Introduction: New health technologies are one of the major drivers of increasing health care costs, although not all technologies have been shown to be effective. Initiation of activities for ensuring an appropriate diffusion of new health technologies is therefore an important task for a society. To ensure a choice of relevant policy actions, it is necessary to have knowledge about what factors affect the rate and extent of diffusion and what consequences can be expected from adopting a new health technology.

Aim: The aim of this thesis is to estimate economic consequences and cost-effectiveness of health technology changes and to explore factors affecting the diffusion of health technologies. To elucidate these issues, prostate cancer was used as the subject of study.

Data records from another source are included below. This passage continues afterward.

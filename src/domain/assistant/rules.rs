//! Keyword response rules for the support assistant.
//!
//! The assistant is a static responder: each rule carries a set of lowercase
//! keywords and a canned reply. Rules are checked in table order and the
//! first rule with any keyword contained in the lower-cased input wins, so a
//! question mentioning both recording and pricing gets the recording answer.

use once_cell::sync::Lazy;
use serde::{Deserialize, Serialize};

/// Topic a canned reply belongs to.
#[derive(Debug, Clone, Copy, PartialEq, Eq, Hash, Serialize, Deserialize)]
#[serde(rename_all = "snake_case")]
pub enum ResponseCategory {
    /// Starting and running a screen recording.
    Recording,
    /// What the AI pipeline does to a recording.
    AiEnhancement,
    /// Plans and prices.
    Pricing,
    /// Export formats and sharing.
    Export,
}

/// One entry in the ordered rule table.
#[derive(Debug, Clone, PartialEq, Eq)]
pub struct ResponseRule {
    category: ResponseCategory,
    keywords: Vec<&'static str>,
    response: &'static str,
}

impl ResponseRule {
    /// Creates a rule. Keywords are expected in lowercase.
    pub fn new(
        category: ResponseCategory,
        keywords: impl IntoIterator<Item = &'static str>,
        response: &'static str,
    ) -> Self {
        Self {
            category,
            keywords: keywords.into_iter().collect(),
            response,
        }
    }

    pub fn category(&self) -> ResponseCategory {
        self.category
    }

    pub fn keywords(&self) -> &[&'static str] {
        &self.keywords
    }

    pub fn response(&self) -> &'static str {
        self.response
    }

    /// Returns true if any keyword occurs in the already lower-cased text.
    pub fn matches(&self, lowered: &str) -> bool {
        self.keywords.iter().any(|keyword| lowered.contains(keyword))
    }
}

/// Ordered rule table plus the reply used when nothing matches.
#[derive(Debug, Clone)]
pub struct RuleBook {
    rules: Vec<ResponseRule>,
    fallback: &'static str,
}

const RECORDING_REPLY: &str = "Starting a recording is easy! 🎬\n\n\
1. Click 'Start Recording' from your dashboard\n\
2. Choose what to capture: full screen, window, or browser tab\n\
3. Toggle webcam and microphone as needed\n\
4. Hit the record button and you're live!\n\n\
Would you like me to guide you to the recording page?";

const AI_ENHANCEMENT_REPLY: &str = "Our AI enhancement is where the magic happens! ✨\n\n\
• **Script Cleanup**: Removes filler words (um, ah, like)\n\
• **Voice Generation**: Creates professional voiceovers\n\
• **Smart Chapters**: Auto-generates video chapters\n\
• **Guide Creation**: Transforms recordings into step-by-step docs\n\n\
All of this happens automatically after you finish recording!";

const PRICING_REPLY: &str = "We have flexible pricing for everyone! 💰\n\n\
**Starter (Free)**\n\
• 3 videos/month\n\
• 5 min max length\n\n\
**Pro ($29/mo)**\n\
• Unlimited videos\n\
• 30 min max length\n\
• Premium AI voices\n\n\
**Enterprise (Custom)**\n\
• Everything in Pro\n\
• Custom AI training\n\
• Dedicated support\n\n\
Want to start with our free plan?";

const EXPORT_REPLY: &str = "You have lots of export options! 📤\n\n\
**Video Formats**\n\
• MP4 (1080p, 720p, 480p)\n\
• GIF snippets\n\
• Social media formats (9:16, 1:1, 16:9)\n\n\
**Guide Formats**\n\
• Interactive HTML\n\
• PDF with branding\n\
• Markdown\n\
• Confluence-compatible\n\n\
You can also share with password-protected links!";

const FALLBACK_REPLY: &str = "Great question! 🤔 I'd be happy to help with that. \
For more specific assistance, you can:\n\n\
• Visit our Help Center for detailed guides\n\
• Contact support@creanva.com for personalized help\n\
• Join our community Discord\n\n\
Is there anything else I can help you with?";

static STANDARD_RULES: Lazy<RuleBook> = Lazy::new(|| {
    RuleBook::new(
        vec![
            ResponseRule::new(ResponseCategory::Recording, ["record", "start"], RECORDING_REPLY),
            ResponseRule::new(ResponseCategory::AiEnhancement, ["ai", "enhance"], AI_ENHANCEMENT_REPLY),
            ResponseRule::new(ResponseCategory::Pricing, ["price", "cost", "plan"], PRICING_REPLY),
            ResponseRule::new(ResponseCategory::Export, ["export", "download", "share"], EXPORT_REPLY),
        ],
        FALLBACK_REPLY,
    )
});

impl RuleBook {
    /// Creates a rule book. Rule order is match priority.
    pub fn new(rules: Vec<ResponseRule>, fallback: &'static str) -> Self {
        Self { rules, fallback }
    }

    /// The assistant's built-in rule table.
    pub fn standard() -> &'static RuleBook {
        &STANDARD_RULES
    }

    pub fn rules(&self) -> &[ResponseRule] {
        &self.rules
    }

    pub fn fallback(&self) -> &'static str {
        self.fallback
    }

    /// Returns the first rule matching the text, if any.
    pub fn find(&self, user_text: &str) -> Option<&ResponseRule> {
        let lowered = user_text.to_lowercase();
        self.rules.iter().find(|rule| rule.matches(&lowered))
    }

    /// Returns the category of the first matching rule.
    pub fn classify(&self, user_text: &str) -> Option<ResponseCategory> {
        self.find(user_text).map(ResponseRule::category)
    }

    /// Maps free text to a canned reply. Total and deterministic.
    pub fn respond(&self, user_text: &str) -> &'static str {
        self.find(user_text)
            .map(ResponseRule::response)
            .unwrap_or(self.fallback)
    }
}

/// Replies to `user_text` using the standard rule table.
///
/// Blank input is not special-cased here; callers reject it first.
pub fn respond(user_text: &str) -> String {
    RuleBook::standard().respond(user_text).to_string()
}

/// Returns which standard rule category `user_text` falls into.
pub fn classify(user_text: &str) -> Option<ResponseCategory> {
    RuleBook::standard().classify(user_text)
}
//! Timings for the simulated recording, processing and chat flows

use serde::Deserialize;
use std::time::Duration;

use super::error::ValidationError;

/// Timer settings shared by every simulated session
#[derive(Debug, Clone, Deserialize, PartialEq, Eq)]
pub struct SimulationConfig {
    /// Delay between processing progress ticks
    #[serde(default = "default_tick_interval")]
    pub tick_interval_ms: u64,

    /// Stage progress added per tick (1-100)
    #[serde(default = "default_progress_step")]
    pub progress_step: u8,

    /// Pause after the last stage before completion is signalled
    #[serde(default = "default_settle_delay")]
    pub settle_delay_ms: u64,

    /// Simulated assistant "typing" time
    #[serde(default = "default_reply_latency")]
    pub reply_latency_ms: u64,

    /// Recording clock period
    #[serde(default = "default_recording_tick")]
    pub recording_tick_ms: u64,
}

impl SimulationConfig {
    pub fn tick_interval(&self) -> Duration {
        Duration::from_millis(self.tick_interval_ms)
    }

    pub fn settle_delay(&self) -> Duration {
        Duration::from_millis(self.settle_delay_ms)
    }

    pub fn reply_latency(&self) -> Duration {
        Duration::from_millis(self.reply_latency_ms)
    }

    pub fn recording_tick(&self) -> Duration {
        Duration::from_millis(self.recording_tick_ms)
    }

    pub fn validate(&self) -> Result<(), ValidationError> {
        if self.tick_interval_ms == 0 {
            return Err(ValidationError::ZeroInterval("tick_interval_ms"));
        }
        if self.recording_tick_ms == 0 {
            return Err(ValidationError::ZeroInterval("recording_tick_ms"));
        }
        if self.progress_step == 0 || self.progress_step > 100 {
            return Err(ValidationError::InvalidProgressStep(self.progress_step));
        }
        Ok(())
    }
}

impl Default for SimulationConfig {
    fn default() -> Self {
        Self {
            tick_interval_ms: default_tick_interval(),
            progress_step: default_progress_step(),
            settle_delay_ms: default_settle_delay(),
            reply_latency_ms: default_reply_latency(),
            recording_tick_ms: default_recording_tick(),
        }
    }
}

fn default_tick_interval() -> u64 {
    200
}

fn default_progress_step() -> u8 {
    10
}

fn default_settle_delay() -> u64 {
    1500
}

fn default_reply_latency() -> u64 {
    1000
}

fn default_recording_tick() -> u64 {
    1000
}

Material and Methods: The diffusion of six selected technologies for prostate cancer care was analysed and the economic consequences of these technological changes estimated. Data describing the diffusion and costs were obtained from relevant databases. Economic consequences of technological changes in prostate cancer care were also estimated with a cohort approach using 204 men with a diagnosis of prostate cancer who died in 1997-98. Data on health service utilization were extracted from clinical records and the results were compared with those of corresponding cohorts of men who died in 1984-85 or in 1992-93. The cost-effectiveness and expected economic consequences of introduction of prostate cancer screening in Sweden were estimated based on randomized studies in the city of Norrköping (n=9,171) and in the city of Gothenburg (n=20,000). The potential value of a technological change in the treatment of prostate cancer pain was estimated based on data from 1,156 men with a diagnosis of prostate cancer.

Results: The utilization of all selected technologies has increased over time with the exception of orchiectomy, which shows a decreasing use. The total cost of these technologies has increased from 200 MSEK in 1991 to 600 MSEK in 2002. Classification of radical prostatectomy revealed a profile associated with a slow/limited diffusion, while classification of PSA tests revealed a profile associated with a rapid/extensive diffusion. The total health care costs for prostate cancer in Sweden have increased from 610 MSEK in 1984-85 to 970 MSEK in 1997-98, but the average cost per patient has been nearly stable over time. The incremental cost per extra detected localized cancer in a prostate cancer screening programme was estimated at 168,000 SEK and 98,000 SEK, respectively, and per curative aimed treated cancer at 356,000 SEK and 236,000 SEK. Introducing a screening programme for prostate cancer in Sweden would yield 244 MSEK and 92 MSEK, respectively, in additional costs per year for screening and treatment compared to a non-screening strategy. An optimal treatment that would reduce pain to zero during the whole episode of disease would add on average 0.85 quality-adjusted life-years for every man with prostate cancer. A rough estimate for Sweden is a total expected loss of 4,421 QALYs per year at a monetary value of 840 MSEK.

Conclusions: Many technological changes occur in prostate cancer care and result in cost increases with minor or uncertain health improvements. A number of factors in addition to cost-effectiveness of the technology influence the diffusion. To ensure an appropriate diffusion of health technologies in society, one necessary condition is a system for early identification and assessment of cost-effectiveness and economic consequences. Another is an appropriate use of decision models populated with data from early clinical trials, epidemiology and costs. The combination of assessment of the costs and effects and identification of the diffusion profile of the technology may facilitate the design of relevant policy actions to promote an effective utilization of health technologies.